起こされたラヴィアとポーラは突然の事態に目をぱちくりさせていたが、事態をしっかり把握して嫌がられる前に、と、ヒカルはトルアの背中に乗り込み、ロープでしっかり固定した。

そして飛び立つという段階で——ワイバーン全員が羽ばたいた。

「そんなことしたら騒ぎになるから」とヒカルが言うと、「騒ぎにしてやろうではないか。お前は偉大な英雄だぞ。英雄の帰還だぞ」とトルアは言う。

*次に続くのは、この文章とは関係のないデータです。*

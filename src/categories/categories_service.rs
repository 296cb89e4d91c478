use super::categories_model::{CategoryRollup, RollupQuery, RollupSummary};
use super::categories_traits::{CategoryRepositoryTrait, CategoryRollupServiceTrait};
use super::selection::TopSelection;
use crate::constants::DISPLAY_DECIMAL_PRECISION;
use crate::errors::ValidationError;
use crate::metrics::{percentage_to_f64, safe_divide, safe_percentage, variance_percentage};
use crate::period::DateRange;
use crate::transactions::TransactionType;
use crate::Result;

use chrono::Utc;
use log::debug;
use rust_decimal::Decimal;
use std::collections::HashMap;
use std::sync::Arc;

pub struct CategoryRollupService {
    category_repository: Arc<dyn CategoryRepositoryTrait>,
}

impl CategoryRollupService {
    pub fn new(category_repository: Arc<dyn CategoryRepositoryTrait>) -> Self {
        CategoryRollupService {
            category_repository,
        }
    }
}

#[async_trait::async_trait]
impl CategoryRollupServiceTrait for CategoryRollupService {
    async fn get_rollup(
        &self,
        user_id: &str,
        range: Option<DateRange>,
        query: RollupQuery,
    ) -> Result<RollupSummary> {
        if query.transaction_type == Some(TransactionType::Transfer) {
            return Err(ValidationError::UnknownFilterValue {
                filter: "transactionType".to_string(),
                value: TransactionType::Transfer.to_string(),
            }
            .into());
        }

        let range = DateRange::resolve(range, Utc::now().naive_utc().date());
        debug!(
            "Computing category rollup for period {} to {}",
            range.start, range.end
        );

        let rows = self
            .category_repository
            .get_category_totals(
                user_id,
                &range,
                &range.preceding(),
                query.category_ids.as_deref(),
                query.transaction_type,
            )
            .await?;

        let grand_total: Decimal = rows.iter().map(|r| r.total).sum();

        let mut categories: Vec<CategoryRollup> = rows
            .into_iter()
            .map(|row| {
                let average = safe_divide(row.total, Decimal::from(row.count));
                let percentage = safe_percentage(row.total, grand_total);
                let variance = variance_percentage(row.total, row.previous_total);

                CategoryRollup {
                    category_id: row.category_id,
                    name: row.name,
                    color: row.color,
                    total: row.total.round_dp(DISPLAY_DECIMAL_PRECISION),
                    transaction_count: row.count,
                    average: average.round_dp(DISPLAY_DECIMAL_PRECISION),
                    min: row.min,
                    max: row.max,
                    percentage_of_total: percentage_to_f64(percentage),
                    previous_total: row.previous_total,
                    variance_percentage: percentage_to_f64(variance),
                }
            })
            .collect();

        query
            .selection
            .unwrap_or_else(TopSelection::all)
            .apply(&mut categories);

        let monthly = self
            .category_repository
            .get_monthly_totals(user_id, &range, query.transaction_type)
            .await?;
        let by_month: HashMap<String, Decimal> = monthly
            .into_iter()
            .map(|row| (row.month, row.total.round_dp(DISPLAY_DECIMAL_PRECISION)))
            .collect();

        Ok(RollupSummary {
            period: range,
            grand_total: grand_total.round_dp(DISPLAY_DECIMAL_PRECISION),
            categories,
            by_month,
        })
    }
}
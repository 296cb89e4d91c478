use super::travel_model::{TravelExpense, TravelTrip, TripSummary};
use crate::Result;

/// Trait defining the contract for travel expense row retrieval
#[async_trait::async_trait]
pub trait TravelRepositoryTrait: Send + Sync {
    async fn get_trip(&self, user_id: &str, trip_id: &str) -> Result<Option<TravelTrip>>;
    async fn get_trip_expenses(&self, user_id: &str, trip_id: &str) -> Result<Vec<TravelExpense>>;
}

/// Trait defining the contract for travel expense aggregation
#[async_trait::async_trait]
pub trait TravelExpenseServiceTrait: Send + Sync {
    async fn get_trip_summary(&self, user_id: &str, trip_id: &str) -> Result<TripSummary>;
}
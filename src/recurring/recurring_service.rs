use super::recurring_model::{
    Frequency, Interval, RecurringRule, RecurringSchedule, ScheduleState,
};
use super::recurring_traits::{RecurringRepositoryTrait, RecurringScheduleServiceTrait};
use crate::Result;

use chrono::{Datelike, Duration, Months, NaiveDate, Utc};
use log::debug;
use std::sync::Arc;

/// Smallest occurrence `start + k * interval` that is not before `today`;
/// `start` itself when `today` has not reached it yet.
///
/// Month-granular frequencies step with calendar months, so a rule starting
/// on the 31st lands on the last day of shorter months.
pub fn next_occurrence(frequency: Frequency, start: NaiveDate, today: NaiveDate) -> NaiveDate {
    if today <= start {
        return start;
    }

    match frequency.interval() {
        Interval::Days(step) => {
            let elapsed = (today - start).num_days();
            let k = (elapsed + step - 1) / step;
            start + Duration::days(k * step)
        }
        Interval::Months(step) => {
            let elapsed_months =
                (today.year() - start.year()) as i64 * 12 + today.month() as i64
                    - start.month() as i64;
            let mut k = (elapsed_months / step as i64).saturating_sub(1).max(0) as u32;
            loop {
                let candidate = start
                    .checked_add_months(Months::new(k * step))
                    .unwrap_or(start);
                if candidate >= today {
                    return candidate;
                }
                k += 1;
            }
        }
    }
}

/// Computes the lifecycle state and next execution of one rule as of `today`.
///
/// The computed date always lies within `[start, end]` while the rule is
/// alive; once it would pass `end`, or the rule is deactivated, the state is
/// `Finished` and no date is reported.
pub fn schedule_rule(rule: &RecurringRule, today: NaiveDate) -> RecurringSchedule {
    let (next_execution, state) = if !rule.is_active {
        (None, ScheduleState::Finished)
    } else {
        let next = next_occurrence(rule.frequency, rule.start_date, today);
        match rule.end_date {
            Some(end) if next > end => (None, ScheduleState::Finished),
            _ => {
                let materialized = rule.last_materialized == Some(next);
                if next <= today && !materialized {
                    (Some(next), ScheduleState::Pending)
                } else {
                    (Some(next), ScheduleState::Scheduled)
                }
            }
        }
    };

    RecurringSchedule {
        rule_id: rule.id.clone(),
        description: rule.description.clone(),
        amount: rule.amount,
        transaction_type: rule.transaction_type,
        frequency: rule.frequency,
        next_execution,
        state,
    }
}

pub struct RecurringScheduleService {
    recurring_repository: Arc<dyn RecurringRepositoryTrait>,
}

impl RecurringScheduleService {
    pub fn new(recurring_repository: Arc<dyn RecurringRepositoryTrait>) -> Self {
        RecurringScheduleService {
            recurring_repository,
        }
    }
}

#[async_trait::async_trait]
impl RecurringScheduleServiceTrait for RecurringScheduleService {
    async fn get_schedules(&self, user_id: &str) -> Result<Vec<RecurringSchedule>> {
        let today = Utc::now().naive_utc().date();
        let rules = self.recurring_repository.get_rules(user_id).await?;
        Ok(rules.iter().map(|rule| schedule_rule(rule, today)).collect())
    }

    async fn advance_after_materialization(
        &self,
        user_id: &str,
        rule_id: &str,
        materialized_date: NaiveDate,
    ) -> Result<RecurringSchedule> {
        let mut rule = self
            .recurring_repository
            .get_rule(user_id, rule_id)
            .await?
            .ok_or_else(|| crate::Error::NotFound(format!("Recurring rule {}", rule_id)))?;

        rule.last_materialized = Some(materialized_date);
        let day_after = materialized_date + Duration::days(1);
        let schedule = schedule_rule(&rule, day_after);

        debug!(
            "Advancing rule {} after materialization on {}: next {:?}",
            rule_id, materialized_date, schedule.next_execution
        );
        self.recurring_repository
            .update_next_execution(rule_id, schedule.next_execution)
            .await?;

        Ok(schedule)
    }
}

「せめてサクッと下ろしてくれ」とヒカルが言うと、「せめて街を一周して我らの勇姿を見せようではないか」とエルブは言う。

こいつらは面白がっている。

歩くよりもはるかに早く、なんなら1時間も掛からないくらいで飛んでくることができたが、街をぐるりと一周回ったせいで北側広場に着陸したときには冒険者が集まってしまったのである。

(善意なだけにタチが悪い……)

トルアとエルブは明らかにヒカルが「遠慮しすぎ」だと考えているようだった。

そもそもワイバーンとヒト種族では考え方が違う。

「強い者はかくあるべき」というワイバーン的思考で判断されると、ヒカルは英雄のように帰還せねばならないということなのだ。

「どうする? みんなびっくりしてるけど」

「め、目立ってしまいましたね……」

「多少目立つのは許容範囲だったけど」

仕方ない、とヒカルは言った。

「逃げるぞ」

「えっ」

「あっ」

ヒカルはラヴィアとポーラの手をとって鉱山側へと走り出す。幸いこの辺には多くの資材やトロッコがある。

物陰に入るや「集団遮断」を発動した。

「——逃げた!?」

「——なんなんだ、アイツらは!」

「——追え、追え! 逃がすな!」

なんだか極悪人になった気分だが、ヒカルは「集団遮断」を使いながら——とっくにギルドカードの「職業」も隠密シフトになっている——大挙する冒険者たちの目をかいくぐって、ゴードンの街へと入ろうとした。

「あれ……間違いなく、ヒカルたちだったよな?」

「そうじゃよ」

ぽかんとして突っ立っている、ファルナとホヤ老人のふたりがいた。

「集落を見つけることはできたろうが、まさかワイバーンを手懐けるとはのう……」

今は離れておこうと遠ざかりながら、視線を向けたヒカルは——信じられないものを見た。

ホヤ老人が、アゴに手を当てて笑っていたのだった。

「ジジイ、笑えんのか、アンタ!?」

「黙れ」

「あだっ!?」

ファルナとホヤ老人の声が、遠ざかっていく——。